Masalah lainnya saat harus dihadapi beberapa pekerja saat bekerja dari rumah adalah ketidakdisiplinan soal jam kerja. Karena tak dapat dipungkiri masih ada petinggi perusahaan atau instansi yang beranggapan bahwa bekerja dari rumah memungkinkan mereka menghubungi atau menugaskan pekerja tanpa kenal waktu.
“Jam kerja ini harus tegas, tempatnya saja yang berubah bukan jamnya. Jadi ya harus disiplin dan disepakati untuk deadline. WFH bukan berarti bebas dihubungi atau disuruh kapan saja. Begitu juga sebaliknya, ketika jam kerja ya pekerja siapapun itu harus responsif, mau sambil mengurus anak misalnya bisa saja, tapi pekerjaan jangan sampai terbengkalai,” tuturnya.
Terakhir, sebagai upaya menghilangkan kejenuhan pekerja, menurut Mirna manajemen di suatu perusahaan sebaiknya rutin menggelar pertemuan virtual yang memungkinkan antarpekerja bersosialisasi atau berkegiatan bersama. Karena tak bisa ditampik jika bekerja dari rumah membuat kesempatan bersosialisasi jauh berkurang atau bahkan menghilang.
“Adakan pertemuan virtual, bisa makan siang bareng, makan virtual, olahraga virtual, misalnya yoga. Bisa juga ngobrol-ngobrol santai, cerita soal persoalan masing-masing dan tentunya mengingatkan mereka untuk tetap bersyukur dengan kondisi saat ini,” pungkasnya.
BELUM SEPENUHNYA
Program vaksinasi Covid-19 yang berjalan saat ini sudah menyentuh kalangan pekerja, termasuk pekerja swasta di luar sektor pelayanan publik. Walaupun demikian, sejumlah perusahaan di Tanah Air tidak ingin terburu-buru menerapkan regulasi seperti sebelum masa pandemi.
Salah satu diantaranya adalah PT Astra Internasional Tbk. yang hingga saat ini masih menerapkan kebijakan bekerja untuk sebagian besar pekerjanya. Ketua Tim Task Force Covid-19 PT Astra Internasional Aloysius Budi Santoso mengatakan pihaknya tak ingin mengambil risiko dan tetap berupaya mengikuti aturan pemerintah untuk memutus mata rantai penyebaran Covid-19.
"Setelah vaksinasi kita lihat dulu, karena in the end atau pada akhirnya keselamatan dari karyawan adalah yang utama," tegasnya.
Selain menerapkan kebijakan bekerja dari rumah dan protokol kesehatan ketat di kantor maupun area produksi, menurut Aloysius pihaknya juga memberikan asupan suplemen makanan atau vitamin untuk menjaga daya tahan tubuh para pekerja.
“Selain itu kita tetap ikuti regulasi pemerintah, seperti kita Jakarta misalnya 50% WFO [work from office] dan 50% WFH ini tetap menjadi panduan kita,” tegasnya.
Hal yang sama juga diterapkan oleh PT Bank Central Asia (BCA) Tbk.
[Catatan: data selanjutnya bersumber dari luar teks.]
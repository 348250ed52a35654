//! Cache configuration and `tessera.toml` loading.
//!
//! ```toml
//! [cache]
//! dir = "build/caches"
//! map_name = "artifact-records"
//! header_file = "header.meta"
//! ```
//!
//! Every key is optional. A relative `dir` is resolved against the
//! directory containing the configuration file.

use std::path::{Path, PathBuf};

use serde::{Deserialize, Serialize};

/// Name of the configuration file looked up in a project directory.
pub const CONFIG_FILE: &str = "tessera.toml";

/// Default cache root, relative to the project directory.
pub const DEFAULT_CACHE_DIR: &str = ".tessera-cache";

/// Default logical name of the artifact map.
pub const DEFAULT_MAP_NAME: &str = "artifact-records";

/// Default header file name.
pub const DEFAULT_HEADER_FILE: &str = "header.meta";

/// Errors that can occur when loading or validating a configuration.
#[derive(Debug, thiserror::Error)]
pub enum ConfigError {
    /// An I/O error occurred while reading the configuration file.
    #[error("failed to read configuration: {0}")]
    IoError(#[from] std::io::Error),

    /// The TOML content could not be parsed.
    #[error("failed to parse configuration: {0}")]
    ParseError(String),

    /// A configuration value failed validation.
    #[error("validation error: {0}")]
    ValidationError(String),
}

/// Fixed names and locations a cache instance is constructed with.
#[derive(Debug, Clone, PartialEq, Eq, Serialize, Deserialize)]
#[serde(default)]
pub struct CacheConfig {
    /// Root directory holding the map storage files and the header.
    pub dir: PathBuf,
    /// Logical name of the artifact map.
    pub map_name: String,
    /// File name of the header blob inside `dir`.
    pub header_file: String,
}

impl Default for CacheConfig {
    fn default() -> Self {
        Self {
            dir: PathBuf::from(DEFAULT_CACHE_DIR),
            map_name: DEFAULT_MAP_NAME.to_string(),
            header_file: DEFAULT_HEADER_FILE.to_string(),
        }
    }
}

impl CacheConfig {
    /// Default names rooted at `dir`.
    pub fn new(dir: impl Into<PathBuf>) -> Self {
        Self {
            dir: dir.into(),
            ..Self::default()
        }
    }

    /// Checks that the names are usable as single file names and that the
    /// header cannot clash with the map's storage files.
    pub fn validate(&self) -> Result<(), ConfigError> {
        validate_file_name("cache.map_name", &self.map_name)?;
        validate_file_name("cache.header_file", &self.header_file)?;
        let header_stem = Path::new(&self.header_file)
            .file_stem()
            .and_then(|s| s.to_str())
            .unwrap_or_default();
        if header_stem == self.map_name {
            return Err(ConfigError::ValidationError(format!(
                "cache.header_file '{}' clashes with map '{}'",
                self.header_file, self.map_name
            )));
        }
        Ok(())
    }
}

#[derive(Debug, Default, Deserialize)]
#[serde(default)]
struct ConfigFile {
    cache: CacheConfig,
}

/// Loads `<project_dir>/tessera.toml`, or the defaults if it does not exist.
///
/// The returned `dir` is resolved against `project_dir`.
pub fn load_config(project_dir: &Path) -> Result<CacheConfig, ConfigError> {
    let path = project_dir.join(CONFIG_FILE);
    let mut config = if path.exists() {
        load_config_from_str(&std::fs::read_to_string(&path)?)?
    } else {
        CacheConfig::default()
    };
    if config.dir.is_relative() {
        config.dir = project_dir.join(&config.dir);
    }
    Ok(config)
}

/// Parses and validates a configuration from a string.
pub fn load_config_from_str(content: &str) -> Result<CacheConfig, ConfigError> {
    let file: ConfigFile =
        toml::from_str(content).map_err(|e| ConfigError::ParseError(e.to_string()))?;
    file.cache.validate()?;
    Ok(file.cache)
}

fn validate_file_name(field: &str, name: &str) -> Result<(), ConfigError> {
    if name.is_empty() {
        return Err(ConfigError::ValidationError(format!("{field} is empty")));
    }
    if name == "." || name == ".." || name.contains(['/', '\\']) {
        return Err(ConfigError::ValidationError(format!(
            "{field} '{name}' is not a plain file name"
        )));
    }
    Ok(())
}

#[cfg(test)]
mod tests {
    use super::*;

    #[test]
    fn empty_config_uses_defaults() {
        let config = load_config_from_str("").unwrap();
        assert_eq!(config, CacheConfig::default());
        assert_eq!(config.map_name, "artifact-records");
        assert_eq!(config.header_file, "header.meta");
    }

    #[test]
    fn parse_full_config() {
        let toml = r#"
[cache]
dir = "build/caches"
map_name = "translation-results"
header_file = "state.bin"
"#;
        let config = load_config_from_str(toml).unwrap();
        assert_eq!(config.dir, PathBuf::from("build/caches"));
        assert_eq!(config.map_name, "translation-results");
        assert_eq!(config.header_file, "state.bin");
    }

    #[test]
    fn partial_section_keeps_other_defaults() {
        let config = load_config_from_str("[cache]\nmap_name = \"m\"\n").unwrap();
        assert_eq!(config.map_name, "m");
        assert_eq!(config.header_file, DEFAULT_HEADER_FILE);
    }

    #[test]
    fn invalid_toml_is_parse_error() {
        let err = load_config_from_str("[cache\n").unwrap_err();
        assert!(matches!(err, ConfigError::ParseError(_)));
    }

    #[test]
    fn empty_map_name_rejected() {
        let err = load_config_from_str("[cache]\nmap_name = \"\"\n").unwrap_err();
        assert_eq!(err.to_string(), "validation error: cache.map_name is empty");
    }

    #[test]
    fn path_in_header_file_rejected() {
        let err = load_config_from_str("[cache]\nheader_file = \"../h\"\n").unwrap_err();
        assert!(matches!(err, ConfigError::ValidationError(_)));
    }

    #[test]
    fn header_clashing_with_map_rejected() {
        let err =
            load_config_from_str("[cache]\nmap_name = \"state\"\nheader_file = \"state.bin\"\n")
                .unwrap_err();
        assert!(err.to_string().contains("clashes"));
    }

    #[test]
    fn load_config_missing_file_gives_defaults() {
        let dir = tempfile::tempdir().unwrap();
        let config = load_config(dir.path()).unwrap();
        assert_eq!(config.dir, dir.path().join(DEFAULT_CACHE_DIR));
    }

    #[test]
    fn load_config_resolves_relative_dir() {
        let dir = tempfile::tempdir().unwrap();
        std::fs::write(dir.path().join(CONFIG_FILE), "[cache]\ndir = \"out/ic\"\n").unwrap();
        let config = load_config(dir.path()).unwrap();
        assert_eq!(config.dir, dir.path().join("out/ic"));
    }

    #[test]
    fn io_error_display() {
        let err = ConfigError::IoError(std::io::Error::new(
            std::io::ErrorKind::NotFound,
            "file not found",
        ));
        assert!(err.to_string().starts_with("failed to read configuration:"));
    }
}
Executive Vice President Secretariat & Corporate Communication BCA, Hera F. Haryn mengatakan pekerja yang tak melayani nasabah secara langsung atau back office saat ini bekerja dari rumah dan kantor bergantian sesuai jadwal yang ditentukan.
Untuk menghindari munculnya klaster Covid-19 di kantor, Hera menyebut pihaknya telah menyiapkan pemeriksaan khusus.
“Kami juga mewajibkan seluruh karyawan BCA yang WFO untuk mengisi self assessment demi menjaga kesehatan dan keselamatan bersama di tempat kerja,” katanya.
Mengenai kebijakan rapat, Hera mengungkapkan pihaknya masih mengadakan rapat secara daring melalui platform yang telah disediakan. Adapun, untuk pekerja yang harus berinteraksi dengan nasabah pihaknya melakukan pemeriksaan berkala untuk menjamin kesehatan dan keselamatan pekerja serta nasabah.
“Bagi karyawan yang memang harus berinteraksi langsung dengan nasabah, kami terus memastikan kebersihan dan kenyamanan bagi karyawan dan nasabah. Di sisi lain, kami juga menerapkan pengaturan antrian nasabah yang ketat untuk implementasi physical distancing,” tuturnya.